◆ **Exercise directions**: The entries below must be retyped in full. Keep every word the same.

◆ **Recorded data**:
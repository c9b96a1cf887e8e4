//! Attempt history queries: has an approach already been tried, what failed,
//! what worked, and what to try next.

mod format;
mod lookup;
mod matcher;
mod suggest;

pub use format::format_for_prompt;
pub use lookup::{get_failed_attempts, get_successful_approaches};
pub use matcher::{TriedCheck, has_been_tried, jaccard, word_set};
pub use suggest::suggest_alternatives;
use pmem_core::{Blocker, BlockerCategory, BlockerStatus, infer_blocker_category, stable_id};
use tracing::debug;

use crate::dates::{parse_record_date, split_dated_heading};
use crate::fields::Fields;
use crate::sections::{lines_of, split_sections};

const RESOLVED_MARKER: &str = "status: resolved";

/// Parse a Blockers log: one `## [<date>] - <title>` section per blocker.
pub fn parse_blockers(text: &str) -> Vec<Blocker> {
    let lines = lines_of(text);
    let mut blockers = Vec::new();

    for section in split_sections(&lines, 2) {
        let Some((raw_date, created_at, title)) = split_dated_heading(section.heading) else {
            debug!(section = %section.heading, "Dropping blocker section without date-title heading");
            continue;
        };
        let fields = Fields::parse(section.body);

        let description = fields
            .value(&["description", "details"])
            .unwrap_or_else(|| title.to_string());
        let error_message = fields
            .error_line
            .clone()
            .or_else(|| fields.value(&["error", "error message"]));
        let category = fields
            .value(&["category", "type"])
            .and_then(|v| BlockerCategory::from_label(&v))
            .unwrap_or_else(|| {
                infer_blocker_category(&format!("{title} {description}"), error_message.as_deref())
            });
        let status = if is_resolved(section.body) {
            BlockerStatus::Resolved
        } else {
            BlockerStatus::Active
        };

        blockers.push(Blocker {
            id: stable_id(&[raw_date, title]),
            created_at,
            description,
            category,
            error_message,
            attempts_made: fields.list(&["attempts made", "attempts", "tried"]),
            status,
            resolved_at: fields
                .value(&["resolved at", "resolved on", "resolved"])
                .and_then(|v| parse_record_date(&v)),
            resolution: fields.value(&["resolution"]),
        });
    }

    debug!(count = blockers.len(), "Parsed blockers");
    blockers
}

/// Case-insensitive `status: resolved` anywhere in the body. Bold markers are
/// stripped first, which extends the literal match to the `**Status:** Resolved`
/// field the writer-side dialect uses.
fn is_resolved(body: &[&str]) -> bool {
    body.iter()
        .any(|line| line.to_lowercase().replace("**", "").contains(RESOLVED_MARKER))
}

#[cfg(test)]
mod tests {
    use super::*;
    use chrono::{TimeZone, Utc};

    const LOG: &str = "\
# Blockers

## [2024-01-18] - Stripe webhook signature fails

**Status:** Resolved
**Resolved At:** 2024-01-19
**Resolution:** Used the raw request body
Error: No signatures found matching the expected signature

**Attempts Made:**
- Parsed JSON before verifying
- Rotated the webhook secret

## [2024-01-20] - Waiting on app store review

**Description:** iOS build submitted, review pending

## 2024-01-21 - Pricing tiers

**Category:** needs-decision
";

    #[test]
    fn parses_resolved_blocker() {
        let blockers = parse_blockers(LOG);
        assert_eq!(blockers.len(), 3);

        let b = &blockers[0];
        assert_eq!(b.description, "Stripe webhook signature fails");
        assert_eq!(b.created_at, Utc.with_ymd_and_hms(2024, 1, 18, 0, 0, 0).unwrap());
        assert_eq!(b.status, BlockerStatus::Resolved);
        assert_eq!(b.category, BlockerCategory::Error);
        assert_eq!(
            b.error_message.as_deref(),
            Some("No signatures found matching the expected signature")
        );
        assert_eq!(b.attempts_made.len(), 2);
        assert_eq!(b.resolved_at, Some(Utc.with_ymd_and_hms(2024, 1, 19, 0, 0, 0).unwrap()));
        assert_eq!(b.resolution.as_deref(), Some("Used the raw request body"));
    }

    #[test]
    fn active_by_default_with_inferred_category() {
        let blockers = parse_blockers(LOG);
        let b = &blockers[1];
        assert_eq!(b.status, BlockerStatus::Active);
        assert_eq!(b.description, "iOS build submitted, review pending");
        assert_eq!(b.category, BlockerCategory::WaitingExternal);
        assert!(b.resolved_at.is_none());
    }

    #[test]
    fn explicit_category_label_wins() {
        let blockers = parse_blockers(LOG);
        assert_eq!(blockers[2].category, BlockerCategory::NeedsDecision);
        assert_eq!(blockers[2].status, BlockerStatus::Active);
    }

    #[test]
    fn resolved_marker_is_case_insensitive_plain_text() {
        let text = "## [2024-02-01] - Flaky test\nSTATUS: RESOLVED after retry\n";
        assert_eq!(parse_blockers(text)[0].status, BlockerStatus::Resolved);

        let text = "## [2024-02-01] - Flaky test\n**Status:** still resolving\n";
        assert_eq!(parse_blockers(text)[0].status, BlockerStatus::Active);
    }

    #[test]
    fn undated_heading_is_dropped() {
        let text = "## Flaky test\n**Status:** active\n## [2024-02-02] - Real one\n";
        let blockers = parse_blockers(text);
        assert_eq!(blockers.len(), 1);
        assert_eq!(blockers[0].description, "Real one");
    }
}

◆ **Finished task**:
repository c9b96a1cf887e8e4
//! Attempt history queries: has an approach already been tried, what failed,
//! what worked, and what to try next.

mod format;
mod lookup;
mod matcher;
mod suggest;

pub use format::format_for_prompt;
pub use lookup::{get_failed_attempts, get_successful_approaches};
pub use matcher::{TriedCheck, has_been_tried, jaccard, word_set};
pub use suggest::suggest_alternatives;
use pmem_core::{Blocker, BlockerCategory, BlockerStatus, infer_blocker_category, stable_id};
use tracing::debug;

use crate::dates::{parse_record_date, split_dated_heading};
use crate::fields::Fields;
use crate::sections::{lines_of, split_sections};

const RESOLVED_MARKER: &str = "status: resolved";

/// Parse a Blockers log: one `## [<date>] - <title>` section per blocker.
pub fn parse_blockers(text: &str) -> Vec<Blocker> {
    let lines = lines_of(text);
    let mut blockers = Vec::new();

    for section in split_sections(&lines, 2) {
        let Some((raw_date, created_at, title)) = split_dated_heading(section.heading) else {
            debug!(section = %section.heading, "Dropping blocker section without date-title heading");
            continue;
        };
        let fields = Fields::parse(section.body);

        let description = fields
            .value(&["description", "details"])
            .unwrap_or_else(|| title.to_string());
        let error_message = fields
            .error_line
            .clone()
            .or_else(|| fields.value(&["error", "error message"]));
        let category = fields
            .value(&["category", "type"])
            .and_then(|v| BlockerCategory::from_label(&v))
            .unwrap_or_else(|| {
                infer_blocker_category(&format!("{title} {description}"), error_message.as_deref())
            });
        let status = if is_resolved(section.body) {
            BlockerStatus::Resolved
        } else {
            BlockerStatus::Active
        };

        blockers.push(Blocker {
            id: stable_id(&[raw_date, title]),
            created_at,
            description,
            category,
            error_message,
            attempts_made: fields.list(&["attempts made", "attempts", "tried"]),
            status,
            resolved_at: fields
                .value(&["resolved at", "resolved on", "resolved"])
                .and_then(|v| parse_record_date(&v)),
            resolution: fields.value(&["resolution"]),
        });
    }

    debug!(count = blockers.len(), "Parsed blockers");
    blockers
}

/// Case-insensitive `status: resolved` anywhere in the body. Bold markers are
/// stripped first, which extends the literal match to the `**Status:** Resolved`
/// field the writer-side dialect uses.
fn is_resolved(body: &[&str]) -> bool {
    body.iter()
        .any(|line| line.to_lowercase().replace("**", "").contains(RESOLVED_MARKER))
}

#[cfg(test)]
mod tests {
    use super::*;
    use chrono::{TimeZone, Utc};

    const LOG: &str = "\
# Blockers

## [2024-01-18] - Stripe webhook signature fails

**Status:** Resolved
**Resolved At:** 2024-01-19
**Resolution:** Used the raw request body
Error: No signatures found matching the expected signature

**Attempts Made:**
- Parsed JSON before verifying
- Rotated the webhook secret

## [2024-01-20] - Waiting on app store review

**Description:** iOS build submitted, review pending

## 2024-01-21 - Pricing tiers

**Category:** needs-decision
";

    #[test]
    fn parses_resolved_blocker() {
        let blockers = parse_blockers(LOG);
        assert_eq!(blockers.len(), 3);

        let b = &blockers[0];
        assert_eq!(b.description, "Stripe webhook signature fails");
        assert_eq!(b.created_at, Utc.with_ymd_and_hms(2024, 1, 18, 0, 0, 0).unwrap());
        assert_eq!(b.status, BlockerStatus::Resolved);
        assert_eq!(b.category, BlockerCategory::Error);
        assert_eq!(
            b.error_message.as_deref(),
            Some("No signatures found matching the expected signature")
        );
        assert_eq!(b.attempts_made.len(), 2);
        assert_eq!(b.resolved_at, Some(Utc.with_ymd_and_hms(2024, 1, 19, 0, 0, 0).unwrap()));
        assert_eq!(b.resolution.as_deref(), Some("Used the raw request body"));
    }

    #[test]
    fn active_by_default_with_inferred_category() {
        let blockers = parse_blockers(LOG);
        let b = &blockers[1];
        assert_eq!(b.status, BlockerStatus::Active);
        assert_eq!(b.description, "iOS build submitted, review pending");
        assert_eq!(b.category, BlockerCategory::WaitingExternal);
        assert!(b.resolved_at.is_none());
    }

    #[test]
    fn explicit_category_label_wins() {
        let blockers = parse_blockers(LOG);
        assert_eq!(blockers[2].category, BlockerCategory::NeedsDecision);
        assert_eq!(blockers[2].status, BlockerStatus::Active);
    }

    #[test]
    fn resolved_marker_is_case_insensitive_plain_text() {
        let text = "## [2024-02-01] - Flaky test\nSTATUS: RESOLVED after retry\n";
        assert_eq!(parse_blockers(text)[0].status, BlockerStatus::Resolved);

        let text = "## [2024-02-01] - Flaky test\n**Status:** still resolving\n";
        assert_eq!(parse_blockers(text)[0].status, BlockerStatus::Active);
    }

    #[test]
    fn undated_heading_is_dropped() {
        let text = "## Flaky test\n**Status:** active\n## [2024-02-02] - Real one\n";
        let blockers = parse_blockers(text);
        assert_eq!(blockers.len(), 1);
        assert_eq!(blockers[0].description, "Real one");
    }
}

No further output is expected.